SOURCE DATA
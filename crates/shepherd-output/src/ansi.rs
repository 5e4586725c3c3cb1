//! ANSI escape sequence removal for captured lines.

use lazy_static::lazy_static;
use regex::Regex;
use std::borrow::Cow;

lazy_static! {
    // CSI sequences, OSC sequences (BEL or ST terminated), and two-byte
    // escapes. Unterminated OSC content is dropped to the end of the line.
    static ref ANSI_ESCAPE: Regex =
        Regex::new(r"\x1b(?:\[[0-9;?]*[ -/]*[@-~]|\][^\x07\x1b]*(?:\x07|\x1b\\)?|[@-Z\\^_])")
            .expect("ANSI escape pattern is valid");
}

/// Remove ANSI escape sequences from a line.
///
/// Returns the input unchanged (borrowed) when it contains no escapes.
pub fn strip_ansi(line: &str) -> Cow<'_, str> {
    ANSI_ESCAPE.replace_all(line, "")
}
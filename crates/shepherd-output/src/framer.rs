//! Line framing for captured worker output.
//!
//! Worker stdout/stderr arrive as arbitrary chunks. The framer keeps one
//! rolling accumulator per stream: each chunk is appended, the accumulated
//! bytes are split on any run of newline/carriage-return characters, every
//! complete segment becomes a log line, and the trailing incomplete
//! segment is retained for the next chunk. Empty and whitespace-only
//! segments are suppressed.

/// Rolling accumulator that frames a byte stream into discrete lines.
///
/// The buffer holds raw bytes so a multi-byte UTF-8 character split across
/// chunks is only decoded once it is complete; conversion of finished
/// segments is lossy.
#[derive(Debug, Default)]
pub struct LineFramer {
    buf: Vec<u8>,
}

fn is_line_break(b: u8) -> bool {
    b == b'\n' || b == b'\r'
}

impl LineFramer {
    pub fn new() -> Self {
        Self::default()
    }

    /// Append a chunk and return every line completed by it.
    ///
    /// A run of `\n`/`\r` bytes counts as a single separator, so CRLF
    /// endings and blank lines never produce empty records. Content after
    /// the last separator stays buffered.
    pub fn push(&mut self, chunk: &[u8]) -> Vec<String> {
        self.buf.extend_from_slice(chunk);

        let Some(pos) = self.buf.iter().rposition(|&b| is_line_break(b)) else {
            return Vec::new();
        };

        let rest = self.buf.split_off(pos + 1);
        let complete = std::mem::replace(&mut self.buf, rest);

        complete
            .split(|&b| is_line_break(b))
            .filter(|segment| !segment.iter().all(u8::is_ascii_whitespace))
            .map(|segment| String::from_utf8_lossy(segment).into_owned())
            .collect()
    }

    /// Force out whatever partial content remains, trimmed.
    ///
    /// Called when the process terminates so a final line lacking a
    /// trailing newline is not lost. Idempotent: an empty buffer yields
    /// `None` and the buffer is always left empty.
    pub fn flush(&mut self) -> Option<String> {
        let rest = std::mem::take(&mut self.buf);
        let text = String::from_utf8_lossy(&rest);
        let trimmed = text.trim();
        if trimmed.is_empty() {
            None
        } else {
            Some(trimmed.to_string())
        }
    }
}
//! Hugging Face Inference API adapter.
//!
//! The API answers in several shapes depending on the model task: a list of
//! `{generated_text}` objects, a single object, or `{error, estimated_time}`
//! while a cold model loads. All three are handled here.

use std::time::Duration;

use async_trait::async_trait;
use serde::Serialize;
use serde_json::Value;
use tracing::{debug, info};

use super::{
    credential_health, join_url, GenerationParams, ProviderCapability, ProviderError,
    ProviderErrorKind, RawProviderResponse,
};
use crate::health::ProviderHealth;
use crate::routing::ProviderId;

const DEFAULT_BASE_URL: &str = "https://api-inference.huggingface.co";
const DEFAULT_MAX_NEW_TOKENS: u32 = 256;
const DEFAULT_TEMPERATURE: f32 = 0.7;
const WARMING_UP: &str = "model warming up, retry shortly";

#[derive(Debug, Serialize)]
struct InferenceRequest<'a> {
    inputs: &'a str,
    options: InferenceOptions,
    parameters: InferenceParameters,
}

#[derive(Debug, Serialize)]
struct InferenceOptions {
    wait_for_model: bool,
}

#[derive(Debug, Serialize)]
struct InferenceParameters {
    max_new_tokens: u32,
    temperature: f32,
    top_p: f32,
    repetition_penalty: f32,
}

/// Hugging Face hosted inference.
#[derive(Debug, Clone)]
pub struct HuggingFaceProvider {
    client: reqwest::Client,
    api_key: Option<String>,
    base_url: String,
    timeout: Duration,
}

impl HuggingFaceProvider {
    /// Adapter using `api_key`; without one every call is `Unauthorized`.
    pub fn new(api_key: Option<&str>) -> Self {
        Self {
            client: reqwest::Client::new(),
            api_key: api_key.map(str::to_string),
            base_url: DEFAULT_BASE_URL.to_string(),
            timeout: Duration::from_secs(30),
        }
    }

    /// Override the API host.
    pub fn with_base_url(mut self, url: impl Into<String>) -> Self {
        self.base_url = url.into();
        self
    }

    /// Set request timeout
    pub fn with_timeout(mut self, timeout: Duration) -> Self {
        self.timeout = timeout;
        self
    }
}

/// Pull generated text out of any of the documented response shapes.
fn extract_text(body: &Value) -> Result<String, ProviderError> {
    const ID: ProviderId = ProviderId::HuggingFace;

    let generated = match body {
        Value::Array(items) => items
            .first()
            .and_then(|item| item.get("generated_text"))
            .and_then(Value::as_str),
        Value::Object(map) => {
            if let Some(text) = map.get("generated_text") {
                text.as_str()
            } else if let Some(err) = map.get("error") {
                let message = err.as_str().unwrap_or("unknown error");
                if let Some(eta) = map.get("estimated_time").and_then(Value::as_f64) {
                    info!(estimated_time = eta, "hugging face model loading");
                    return Err(ProviderError::new(
                        ID,
                        ProviderErrorKind::Unavailable,
                        format!("{WARMING_UP} (estimated {eta:.0}s)"),
                    ));
                }
                return Err(ProviderError::new(
                    ID,
                    ProviderErrorKind::Unavailable,
                    message.to_string(),
                ));
            } else {
                None
            }
        }
        _ => None,
    };

    match generated {
        Some(text) if !text.trim().is_empty() => Ok(text.trim().to_string()),
        Some(_) => Err(ProviderError::empty_response(ID)),
        None => {
            let shape: String = body.to_string().chars().take(120).collect();
            Err(ProviderError::malformed(ID, shape))
        }
    }
}

#[async_trait]
impl ProviderCapability for HuggingFaceProvider {
    fn id(&self) -> ProviderId {
        ProviderId::HuggingFace
    }

    async fn generate(
        &self,
        model: &str,
        prompt: &str,
        params: &GenerationParams,
    ) -> Result<RawProviderResponse, ProviderError> {
        const ID: ProviderId = ProviderId::HuggingFace;

        if params.image {
            return Err(ProviderError::image_unsupported(ID));
        }
        let api_key = self
            .api_key
            .as_deref()
            .ok_or_else(|| ProviderError::missing_credential(ID))?;

        let request = InferenceRequest {
            inputs: prompt,
            options: InferenceOptions {
                wait_for_model: true,
            },
            parameters: InferenceParameters {
                max_new_tokens: params.max_tokens.unwrap_or(DEFAULT_MAX_NEW_TOKENS),
                temperature: params.temperature.unwrap_or(DEFAULT_TEMPERATURE),
                top_p: 0.9,
                repetition_penalty: 1.05,
            },
        };

        let response = self
            .client
            .post(join_url(&self.base_url, &format!("/models/{model}")))
            .bearer_auth(api_key)
            .header("Accept", "application/json")
            .timeout(self.timeout)
            .json(&request)
            .send()
            .await
            .map_err(|e| ProviderError::from_reqwest(ID, e))?;

        let status = response.status();
        if status.as_u16() == 503 {
            return Err(ProviderError::new(ID, ProviderErrorKind::Unavailable, WARMING_UP));
        }
        if !status.is_success() {
            let body = response.text().await.unwrap_or_default();
            return Err(ProviderError::from_status(ID, status.as_u16(), &body));
        }

        let body: Value = response
            .json()
            .await
            .map_err(|e| ProviderError::malformed(ID, e.without_url()))?;
        let text = extract_text(&body)?;
        debug!(model, chars = text.len(), "hugging face completion received");
        Ok(RawProviderResponse::new(text))
    }

    async fn probe(&self) -> ProviderHealth {
        credential_health(ProviderId::HuggingFace, self.api_key.is_some())
    }
}
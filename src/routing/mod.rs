//! # Stage: Prompt Routing
//!
//! ## Responsibility
//! Map a prompt to a `(provider, model)` target. The rule table is compiled
//! from configuration, the classifier turns a prompt into ranked candidates,
//! and the router filters those candidates through a health snapshot.
//!
//! ## Guarantees
//! - Deterministic: the same prompt and table always produce the same
//!   ordered decision.
//! - Read-only: classification and selection never mutate shared state and
//!   take no locks.
//! - Atomic reload: [`RuleTableHandle`] swaps whole tables, never parts.
//!
//! ## NOT Responsible For
//! - Calling providers (that belongs to `dispatch`)
//! - Probing provider health (that belongs to `health`)

pub mod classifier;
pub mod router;
pub mod rules;
pub mod table;

// Re-exports for convenience
pub use classifier::{classify, Candidate, CandidateSource, RoutingDecision};
pub use router::{select, select_all, AttemptedProvider, NoProviderAvailable, SelectedTarget};
pub use rules::{ProviderId, RoutingRule, RuleTable, UnknownProvider};
pub use table::RuleTableHandle;
//! Local loopback provider for development and tests.

use std::time::Duration;

use async_trait::async_trait;

use super::{GenerationParams, ProviderCapability, ProviderError, RawProviderResponse};
use crate::health::ProviderHealth;
use crate::routing::ProviderId;

/// Echoes the prompt back after an optional delay.
///
/// Image requests return a `echo://image/{prompt}` pseudo-URL.
#[derive(Debug, Clone, Default)]
pub struct EchoProvider {
    /// Simulated latency.
    pub delay_ms: u64,
}

impl EchoProvider {
    /// Echo with no delay.
    pub fn new() -> Self {
        Self { delay_ms: 0 }
    }

    /// Echo with a fixed delay.
    pub fn with_delay(delay_ms: u64) -> Self {
        Self { delay_ms }
    }
}

#[async_trait]
impl ProviderCapability for EchoProvider {
    fn id(&self) -> ProviderId {
        ProviderId::Echo
    }

    async fn generate(
        &self,
        model: &str,
        prompt: &str,
        params: &GenerationParams,
    ) -> Result<RawProviderResponse, ProviderError> {
        if self.delay_ms > 0 {
            tokio::time::sleep(Duration::from_millis(self.delay_ms)).await;
        }
        if prompt.trim().is_empty() {
            return Err(ProviderError::empty_response(ProviderId::Echo));
        }
        if params.image {
            let encoded: String = url::form_urlencoded::byte_serialize(prompt.as_bytes()).collect();
            return Ok(RawProviderResponse::new(format!("echo://image/{encoded}")));
        }
        Ok(RawProviderResponse::new(format!("[{model}] {prompt}")))
    }

    async fn probe(&self) -> ProviderHealth {
        ProviderHealth::available()
    }
}
//! Search passthrough backed by the DuckDuckGo Instant Answer API.
//!
//! ## Responsibility
//! Turn a query into a short list of `{title, snippet, url}` results.
//!
//! ## Guarantees
//! - Results are deduplicated by URL and never exceed the requested limit.
//! - Entries without a URL are dropped.
//!
//! ## NOT Responsible For
//! - Deciding when a prompt needs search context (that belongs to `augment`)

use std::collections::HashSet;
use std::time::Duration;

use async_trait::async_trait;
use serde::{Deserialize, Serialize};
use thiserror::Error;
use tracing::debug;

const DEFAULT_BASE_URL: &str = "https://api.duckduckgo.com/";
const DEFAULT_REGION: &str = "wt-wt";
const TITLE_CHARS: usize = 60;

/// Parameters of one search.
#[derive(Debug, Clone, PartialEq, Eq)]
pub struct SearchQuery {
    /// Free-text query.
    pub query: String,
    /// Maximum number of results.
    pub limit: usize,
    /// Safe-search filtering.
    pub safe: bool,
    /// Region code; `wt-wt` when unset.
    pub region: Option<String>,
}

impl SearchQuery {
    /// Query with five results, safe search on and no region.
    pub fn new(query: impl Into<String>) -> Self {
        Self {
            query: query.into(),
            limit: 5,
            safe: true,
            region: None,
        }
    }

    /// Set the result limit.
    pub fn with_limit(mut self, limit: usize) -> Self {
        self.limit = limit;
        self
    }
}

/// One search hit.
#[derive(Debug, Clone, PartialEq, Eq, Serialize, Deserialize)]
pub struct SearchResult {
    /// Short title.
    pub title: String,
    /// Longer description.
    pub snippet: String,
    /// Source URL.
    pub url: String,
}

/// Search backend failure.
#[derive(Debug, Error)]
pub enum SearchError {
    /// The request could not be completed.
    #[error("search request failed: {0}")]
    Request(String),

    /// The backend answered with a non-success status.
    #[error("search backend returned HTTP {0}")]
    Status(u16),

    /// The body was not the expected JSON.
    #[error("unexpected search response: {0}")]
    Decode(String),
}

/// A search backend.
#[async_trait]
pub trait SearchProvider: Send + Sync {
    /// Run one search.
    async fn search(&self, query: &SearchQuery) -> Result<Vec<SearchResult>, SearchError>;
}

#[derive(Debug, Default, Deserialize)]
#[serde(rename_all = "PascalCase")]
struct InstantAnswer {
    #[serde(default)]
    heading: String,
    #[serde(default, rename = "Abstract")]
    abstract_text: String,
    #[serde(default, rename = "AbstractURL")]
    abstract_url: String,
    #[serde(default)]
    related_topics: Vec<serde_json::Value>,
}

/// DuckDuckGo Instant Answer search.
#[derive(Debug, Clone)]
pub struct DuckDuckGoSearch {
    client: reqwest::Client,
    base_url: String,
    timeout: Duration,
}

impl Default for DuckDuckGoSearch {
    fn default() -> Self {
        Self::new()
    }
}

impl DuckDuckGoSearch {
    /// Client against the public API.
    pub fn new() -> Self {
        Self {
            client: reqwest::Client::new(),
            base_url: DEFAULT_BASE_URL.to_string(),
            timeout: Duration::from_secs(8),
        }
    }

    /// Override the API URL.
    pub fn with_base_url(mut self, url: impl Into<String>) -> Self {
        self.base_url = url.into();
        self
    }

    /// Set request timeout
    pub fn with_timeout(mut self, timeout: Duration) -> Self {
        self.timeout = timeout;
        self
    }
}

fn topic_title(text: &str) -> String {
    match text.split_once(" - ") {
        Some((head, _)) => head.to_string(),
        None => text.chars().take(TITLE_CHARS).collect(),
    }
}

fn collect_results(answer: InstantAnswer, query: &str, limit: usize) -> Vec<SearchResult> {
    let mut results = Vec::new();

    if !answer.abstract_text.is_empty() {
        let title = if answer.heading.is_empty() {
            query.to_string()
        } else {
            answer.heading
        };
        results.push(SearchResult {
            title,
            snippet: answer.abstract_text,
            url: answer.abstract_url,
        });
    }

    for topic in &answer.related_topics {
        let url = topic.get("FirstURL").and_then(|v| v.as_str());
        let text = topic.get("Text").and_then(|v| v.as_str());
        if let (Some(url), Some(text)) = (url, text) {
            if url.is_empty() || text.is_empty() {
                continue;
            }
            results.push(SearchResult {
                title: topic_title(text),
                snippet: text.to_string(),
                url: url.to_string(),
            });
        }
    }

    let mut seen = HashSet::new();
    results
        .into_iter()
        .filter(|r| !r.url.is_empty() && seen.insert(r.url.clone()))
        .take(limit)
        .collect()
}

#[async_trait]
impl SearchProvider for DuckDuckGoSearch {
    async fn search(&self, query: &SearchQuery) -> Result<Vec<SearchResult>, SearchError> {
        let safe = if query.safe { "on" } else { "off" };
        let region = query.region.as_deref().unwrap_or(DEFAULT_REGION);

        let response = self
            .client
            .get(&self.base_url)
            .query(&[
                ("q", query.query.as_str()),
                ("format", "json"),
                ("no_html", "1"),
                ("skip_disambig", "1"),
                ("safe", safe),
                ("region", region),
            ])
            .timeout(self.timeout)
            .send()
            .await
            .map_err(|e| SearchError::Request(e.without_url().to_string()))?;

        let status = response.status();
        if !status.is_success() {
            return Err(SearchError::Status(status.as_u16()));
        }

        // The API sometimes labels JSON as application/x-javascript.
        let body = response
            .text()
            .await
            .map_err(|e| SearchError::Request(e.without_url().to_string()))?;
        let answer: InstantAnswer =
            serde_json::from_str(&body).map_err(|e| SearchError::Decode(e.to_string()))?;

        let results = collect_results(answer, &query.query, query.limit);
        debug!(query = %query.query, hits = results.len(), "search complete");
        Ok(results)
    }
}

#[cfg(test)]
mod tests {
    use super::*;
    use serde_json::json;

    fn answer(value: serde_json::Value) -> InstantAnswer {
        serde_json::from_value(value).expect("test: decode")
    }

    #[test]
    fn test_abstract_comes_first_and_falls_back_to_query_title() {
        let results = collect_results(
            answer(json!({
                "Abstract": "Rust is a language.",
                "AbstractURL": "https://en.wikipedia.org/wiki/Rust",
                "RelatedTopics": [
                    {"FirstURL": "https://ddg.example/a", "Text": "Cargo - the package manager"}
                ]
            })),
            "rust",
            5,
        );
        assert_eq!(results.len(), 2);
        assert_eq!(results[0].title, "rust");
        assert_eq!(results[1].title, "Cargo");
    }

    #[test]
    fn test_related_topics_deduped_and_truncated() {
        let long = "x".repeat(100);
        let results = collect_results(
            answer(json!({
                "RelatedTopics": [
                    {"FirstURL": "https://a", "Text": long},
                    {"FirstURL": "https://a", "Text": "dup"},
                    {"Name": "group", "Topics": []},
                    {"FirstURL": "https://b", "Text": "b"},
                    {"FirstURL": "https://c", "Text": "c"}
                ]
            })),
            "q",
            2,
        );
        assert_eq!(results.len(), 2);
        assert_eq!(results[0].title.len(), TITLE_CHARS);
        assert_eq!(results[1].url, "https://b");
    }

    #[test]
    fn test_abstract_without_url_is_dropped() {
        let results = collect_results(answer(json!({"Abstract": "no link"})), "q", 5);
        assert!(results.is_empty());
    }
}
//! Rule table: the compiled, immutable form of `[routing]`.
//!
//! Rules are sorted by ascending priority with declaration order breaking
//! ties (stable sort). Keywords are lowercased at load; patterns are compiled
//! once as case-insensitive regular expressions.

use std::collections::{BTreeMap, BTreeSet};
use std::fmt;
use std::str::FromStr;

use regex::{Regex, RegexBuilder};
use schemars::JsonSchema;
use serde::{Deserialize, Serialize};
use thiserror::Error;
use tracing::warn;

use super::classifier::{Candidate, CandidateSource};
use crate::config::validation::ConfigError;
use crate::config::RoutingConfig;

/// Upper bound on compiled pattern size.
const PATTERN_SIZE_LIMIT: usize = 1 << 20;

/// Identifier of a supported downstream provider.
///
/// # Panics
///
/// This type never panics.
#[derive(
    Debug,
    Clone,
    Copy,
    PartialEq,
    Eq,
    Hash,
    PartialOrd,
    Ord,
    Serialize,
    Deserialize,
    JsonSchema,
)]
#[serde(rename_all = "snake_case")]
pub enum ProviderId {
    /// Google Gemini text generation.
    Gemini,
    /// Groq-hosted open models.
    Groq,
    /// Hugging Face Inference API.
    #[serde(rename = "hf", alias = "hugging_face")]
    HuggingFace,
    /// Pollinations text and image generation.
    Pollinations,
    /// Local loopback provider.
    Echo,
}

impl ProviderId {
    /// Every known provider.
    pub const ALL: [ProviderId; 5] = [
        ProviderId::Gemini,
        ProviderId::Groq,
        ProviderId::HuggingFace,
        ProviderId::Pollinations,
        ProviderId::Echo,
    ];

    /// Wire name, as used in configuration and JSON.
    pub fn as_str(&self) -> &'static str {
        match self {
            Self::Gemini => "gemini",
            Self::Groq => "groq",
            Self::HuggingFace => "hf",
            Self::Pollinations => "pollinations",
            Self::Echo => "echo",
        }
    }

    /// Environment variable holding this provider's credential, if it needs one.
    pub fn credential_var(&self) -> Option<&'static str> {
        match self {
            Self::Gemini => Some("GEMINI_API_KEY"),
            Self::Groq => Some("GROQ_API_KEY"),
            Self::HuggingFace => Some("HF_API_KEY"),
            Self::Pollinations | Self::Echo => None,
        }
    }

    /// Model used when neither a rule nor `[routing.models]` names one.
    pub fn builtin_model(&self) -> &'static str {
        match self {
            Self::Gemini => "gemini-2.0-flash",
            Self::Groq => "llama-3.3-70b-versatile",
            Self::HuggingFace => "HuggingFaceH4/zephyr-7b-beta",
            Self::Pollinations => "default",
            Self::Echo => "echo",
        }
    }
}

impl fmt::Display for ProviderId {
    fn fmt(&self, f: &mut fmt::Formatter<'_>) -> fmt::Result {
        f.write_str(self.as_str())
    }
}

/// Returned when parsing an unknown provider name.
#[derive(Debug, Clone, PartialEq, Eq, Error)]
#[error("unknown provider '{0}'")]
pub struct UnknownProvider(pub String);

impl FromStr for ProviderId {
    type Err = UnknownProvider;

    fn from_str(s: &str) -> Result<Self, Self::Err> {
        match s.trim().to_ascii_lowercase().as_str() {
            "gemini" => Ok(Self::Gemini),
            "groq" => Ok(Self::Groq),
            "hf" | "hugging_face" | "huggingface" => Ok(Self::HuggingFace),
            "pollinations" => Ok(Self::Pollinations),
            "echo" => Ok(Self::Echo),
            _ => Err(UnknownProvider(s.to_string())),
        }
    }
}

/// One compiled routing clause.
#[derive(Debug, Clone)]
pub struct RoutingRule {
    keywords: BTreeSet<String>,
    pattern: Option<Regex>,
    provider: ProviderId,
    model: String,
    priority: i32,
    declared_at: usize,
}

impl RoutingRule {
    /// Lowercased match tokens.
    pub fn keywords(&self) -> &BTreeSet<String> {
        &self.keywords
    }

    /// Source of the compiled pattern, if any.
    pub fn pattern(&self) -> Option<&str> {
        self.pattern.as_ref().map(Regex::as_str)
    }

    /// Target provider.
    pub fn provider(&self) -> ProviderId {
        self.provider
    }

    /// Target model.
    pub fn model(&self) -> &str {
        &self.model
    }

    /// Precedence; lower wins.
    pub fn priority(&self) -> i32 {
        self.priority
    }

    /// Index of this rule in the source document.
    pub fn declared_at(&self) -> usize {
        self.declared_at
    }

    /// Test the rule against a normalized prompt.
    ///
    /// `tokens` must be the token set of `normalized`. A rule matches when
    /// any keyword is a whole token or the pattern matches anywhere.
    pub fn matches(&self, tokens: &std::collections::HashSet<&str>, normalized: &str) -> bool {
        self.keywords.iter().any(|k| tokens.contains(k.as_str()))
            || self
                .pattern
                .as_ref()
                .is_some_and(|p| p.is_match(normalized))
    }
}

/// Immutable, priority-ordered set of routing rules plus model defaults.
///
/// # Panics
///
/// This type and its methods never panic.
#[derive(Debug, Clone)]
pub struct RuleTable {
    rules: Vec<RoutingRule>,
    default_provider: ProviderId,
    models: BTreeMap<ProviderId, String>,
}

impl RuleTable {
    /// Compile a routing document.
    ///
    /// # Errors
    ///
    /// [`ConfigError::Validation`] listing every malformed rule: empty keyword
    /// sets, blank models, invalid patterns, or duplicate
    /// `(provider, model, priority, keywords)` entries.
    pub fn load(source: &RoutingConfig) -> Result<Self, ConfigError> {
        let errors = check_rules(source);
        if !errors.is_empty() {
            return Err(ConfigError::from_violations(&errors));
        }

        let mut rules = Vec::with_capacity(source.rules.len());
        for (i, def) in source.rules.iter().enumerate() {
            let pattern = match def.pattern.as_deref() {
                Some(p) => Some(compile_pattern(p).map_err(|e| ConfigError::InvalidField {
                    field: format!("routing.rules[{i}].pattern"),
                    value: p.to_string(),
                    reason: e.to_string(),
                })?),
                None => None,
            };
            rules.push(RoutingRule {
                keywords: normalize_keywords(&def.keywords),
                pattern,
                provider: def.provider,
                model: def.model.trim().to_string(),
                priority: def.priority,
                declared_at: i,
            });
        }

        warn_on_overlaps(&rules);

        // Stable: equal priorities keep declaration order.
        rules.sort_by_key(|r| r.priority);

        Ok(Self {
            rules,
            default_provider: source.default_provider,
            models: source
                .models
                .iter()
                .map(|(p, m)| (*p, m.trim().to_string()))
                .collect(),
        })
    }

    /// Rules sorted by ascending priority, ties in declaration order.
    pub fn rules(&self) -> &[RoutingRule] {
        &self.rules
    }

    /// Number of rules.
    pub fn len(&self) -> usize {
        self.rules.len()
    }

    /// `true` when the table has no rules.
    pub fn is_empty(&self) -> bool {
        self.rules.is_empty()
    }

    /// Provider used when no candidate is usable.
    pub fn default_provider(&self) -> ProviderId {
        self.default_provider
    }

    /// Default model for `provider`.
    pub fn model_for(&self, provider: ProviderId) -> &str {
        self.models
            .get(&provider)
            .map(String::as_str)
            .unwrap_or_else(|| provider.builtin_model())
    }

    /// The default target as a candidate.
    pub fn default_candidate(&self) -> Candidate {
        Candidate {
            provider: self.default_provider,
            model: self.model_for(self.default_provider).to_string(),
            source: CandidateSource::Default,
        }
    }

    /// Every provider the table can route to.
    pub fn referenced_providers(&self) -> BTreeSet<ProviderId> {
        self.rules
            .iter()
            .map(|r| r.provider)
            .chain(std::iter::once(self.default_provider))
            .collect()
    }
}

/// Check every rule in a routing document, collecting all violations.
pub fn check_rules(source: &RoutingConfig) -> Vec<ConfigError> {
    let mut errors = Vec::new();
    let mut seen: Vec<(ProviderId, &str, i32, BTreeSet<String>, usize)> = Vec::new();

    for (i, def) in source.rules.iter().enumerate() {
        let field = |name: &str| format!("routing.rules[{i}].{name}");

        if def.keywords.is_empty() {
            errors.push(ConfigError::InvalidField {
                field: field("keywords"),
                value: "[]".into(),
                reason: "at least one keyword is required".into(),
            });
        }
        for kw in &def.keywords {
            let trimmed = kw.trim();
            if trimmed.is_empty() {
                errors.push(ConfigError::InvalidField {
                    field: field("keywords"),
                    value: format!("{kw:?}"),
                    reason: "keywords must not be blank".into(),
                });
            } else if trimmed.chars().any(|c| !c.is_alphanumeric()) {
                errors.push(ConfigError::InvalidField {
                    field: field("keywords"),
                    value: kw.clone(),
                    reason: "keywords are single tokens; use `pattern` for phrases".into(),
                });
            }
        }

        if def.model.trim().is_empty() {
            errors.push(ConfigError::InvalidField {
                field: field("model"),
                value: String::new(),
                reason: "model name must not be empty".into(),
            });
        }

        if let Some(p) = def.pattern.as_deref() {
            if p.is_empty() {
                errors.push(ConfigError::InvalidField {
                    field: field("pattern"),
                    value: String::new(),
                    reason: "pattern must not be empty".into(),
                });
            } else if let Err(e) = compile_pattern(p) {
                errors.push(ConfigError::InvalidField {
                    field: field("pattern"),
                    value: p.to_string(),
                    reason: e.to_string(),
                });
            }
        }

        let keywords = normalize_keywords(&def.keywords);
        let model = def.model.trim();
        if let Some((.., first)) = seen.iter().find(|(p, m, prio, kws, _)| {
            *p == def.provider && *m == model && *prio == def.priority && *kws == keywords
        }) {
            errors.push(ConfigError::InvalidField {
                field: format!("routing.rules[{i}]"),
                value: format!("{}/{}", def.provider, model),
                reason: format!(
                    "duplicates routing.rules[{first}] (same provider, model, priority and keywords)"
                ),
            });
        }
        seen.push((def.provider, model, def.priority, keywords, i));
    }

    errors
}

fn compile_pattern(pattern: &str) -> Result<Regex, regex::Error> {
    RegexBuilder::new(pattern)
        .case_insensitive(true)
        .size_limit(PATTERN_SIZE_LIMIT)
        .build()
}

fn normalize_keywords(keywords: &[String]) -> BTreeSet<String> {
    keywords
        .iter()
        .map(|k| k.trim().to_lowercase())
        .filter(|k| !k.is_empty())
        .collect()
}

/// Overlapping keyword sets at equal priority for the same target are legal
/// but ambiguous; declaration order decides.
fn warn_on_overlaps(rules: &[RoutingRule]) {
    for (i, a) in rules.iter().enumerate() {
        for b in &rules[i + 1..] {
            if a.provider == b.provider
                && a.model == b.model
                && a.priority == b.priority
                && !a.keywords.is_disjoint(&b.keywords)
            {
                warn!(
                    first = a.declared_at,
                    second = b.declared_at,
                    provider = %a.provider,
                    model = %a.model,
                    "routing rules overlap at equal priority; declaration order wins"
                );
            }
        }
    }
}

WHAT THIS TASK INVOLVES
Above are the entries. Output exactly the lines beginning with the line that has "Re-exports for convenience" and ending with the line that has "pub use table::RuleTableHandle;".

SOLUTION
// Re-exports for convenience
pub use classifier::{classify, Candidate, CandidateSource, RoutingDecision};
pub use router::{select, select_all, AttemptedProvider, NoProviderAvailable, SelectedTarget};
pub use rules::{ProviderId, RoutingRule, RuleTable, UnknownProvider};
pub use table::RuleTableHandle;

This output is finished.